Como pasa a menudo en las historias clínicas de Oliver Sacks, narrador-neurólogo de cabecera de María, La merma, que empieza con muertos y mitades perdidas, termina —lamento espoilear— con un happy end, un trance festivo, una fiesta política, la fiestonga de marchar, en la que la mermada, la “paralítica subversiva”, se pierde con su silla eléctrica en una multitud que reúne —como los últimos actos de una comedia musical— la familia de activistas, mostros y freaks que desfilaron por las páginas del libro, huestes de la vulnerabilidad combativa. Es el 1º de febrero de este año; es la Marcha Federal del Orgullo Antifascista y Antirracista convocada por el movimiento LGTTINBQ. La escena es un trip; podría ser de Copi; podría ser una remake feliz, vital, medio lisérgica, del “salimos en manifestación” que cerraba El fiord de Lamborghini, a quien creo que la mermada cita en alguna página. La prosa se va relajando, se deja ensuciar, se contagia de los gritos, los cantos, las consignas, hasta el barroco o el carnaval, es decir: hasta perder el centro y disolverse en lo que suena.
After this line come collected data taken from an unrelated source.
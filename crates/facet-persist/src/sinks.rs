//! The shared persistence targets for one document.

use facet_model::{FieldBinding, StoreKind, Tristate};

use crate::error::Result;
use crate::location::{Location, MemoryLocation};
use crate::resolve::{ResolveOptions, Resolver};
use crate::store::{KeyValueStore, MemoryStore};
use crate::url_builder::{UrlOverrides, build_url};

/// The document location plus both persistent stores.
///
/// Every field writes here under its own key; nothing locks, so keys must be
/// disjoint across fields.
#[derive(Debug)]
pub struct Sinks {
    pub location: Box<dyn Location>,
    pub tab: Box<dyn KeyValueStore>,
    pub local: Box<dyn KeyValueStore>,
}

impl Sinks {
    pub fn new(
        location: Box<dyn Location>,
        tab: Box<dyn KeyValueStore>,
        local: Box<dyn KeyValueStore>,
    ) -> Self {
        Self {
            location,
            tab,
            local,
        }
    }

    /// Fully in-memory sinks starting at `url`.
    pub fn in_memory(url: &str) -> Self {
        Self::new(
            Box::new(MemoryLocation::new(url)),
            Box::new(MemoryStore::new()),
            Box::new(MemoryStore::new()),
        )
    }

    pub fn store(&self, kind: StoreKind) -> &dyn KeyValueStore {
        match kind {
            StoreKind::Tab => self.tab.as_ref(),
            StoreKind::Local => self.local.as_ref(),
        }
    }

    pub fn store_mut(&mut self, kind: StoreKind) -> &mut dyn KeyValueStore {
        match kind {
            StoreKind::Tab => self.tab.as_mut(),
            StoreKind::Local => self.local.as_mut(),
        }
    }

    /// A resolver over the current query string and the store named in `options`.
    pub fn resolver(&self, options: ResolveOptions) -> Resolver<'_> {
        Resolver::new(self.location.query(), self.store(options.store), options)
    }

    /// Write one field's entry to the query string and its store.
    ///
    /// The query string is re-read at call time and updated with a history
    /// replace. The store write happens even when it is the only one that
    /// can fail; its error is returned after the URL is already updated.
    pub fn write_entry(&mut self, binding: &FieldBinding, entry: &Tristate<String>) -> Result<()> {
        let overrides = UrlOverrides::new().entry(binding.key.as_str(), entry.clone());
        let url = build_url(self.location.path(), self.location.query(), &overrides);
        self.location.replace(&url);

        let store = self.store_mut(binding.store);
        match entry {
            Tristate::Value(raw) => store.set(&binding.key, raw),
            Tristate::Cleared => store.set(&binding.key, ""),
            Tristate::Unset => store.remove(&binding.key),
        }
    }

    /// Delete `bindings` from the query string (one replace) and their stores.
    ///
    /// Store failures are logged and skipped so a reset always finishes.
    pub fn remove_keys<'b>(&mut self, bindings: impl IntoIterator<Item = &'b FieldBinding>) {
        let bindings: Vec<&FieldBinding> = bindings.into_iter().collect();
        let overrides = bindings.iter().fold(UrlOverrides::new(), |acc, binding| {
            acc.unset(binding.key.as_str())
        });
        if overrides
            .iter()
            .any(|(key, _)| self.location.query().contains_key(key))
        {
            let url = build_url(self.location.path(), self.location.query(), &overrides);
            self.location.replace(&url);
        }

        for binding in bindings {
            if let Err(error) = self.store_mut(binding.store).remove(&binding.key) {
                tracing::warn!(key = %binding.key, %error, "failed to remove stored entry");
            }
        }
    }
}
No soy fan de los happy endings, pero me gusta que el libro termine con una marcha. Con este tipo de marcha, este tipo de fiesta: con la alegría política del carnaval. Reducida a la mitad, la mermada lo quiere todo: la fiesta y el no, el goce y la revuelta. No elige compensar o colmar: elige el exceso, igual que Mario Bellatin el talídome no elige completar su muñón con una prótesis sino editarlo con una escultura de grafito. ¿Qué hacer con la mitad perdida?, se pregunta La merma —y hay en lamerma un eco, una especie de sigla provocativa, como si María hubiera transformado el accidente y su secuela en una especie de nombre propio, el más propio de los nombres propios. Lamerma, así, todo junto. Un nombre de guerra. Pero ¿para hacer qué? ¿Para hacer qué con esa mitad que falta? No para llorarla, ni añorarla, ni odiarla. Para emperifollarla con literatura, lujo desubicado y violento que no llena ni sacia nada, que no es pertinente, que es justo, escucha bien, sabe delirar y saca de quicio.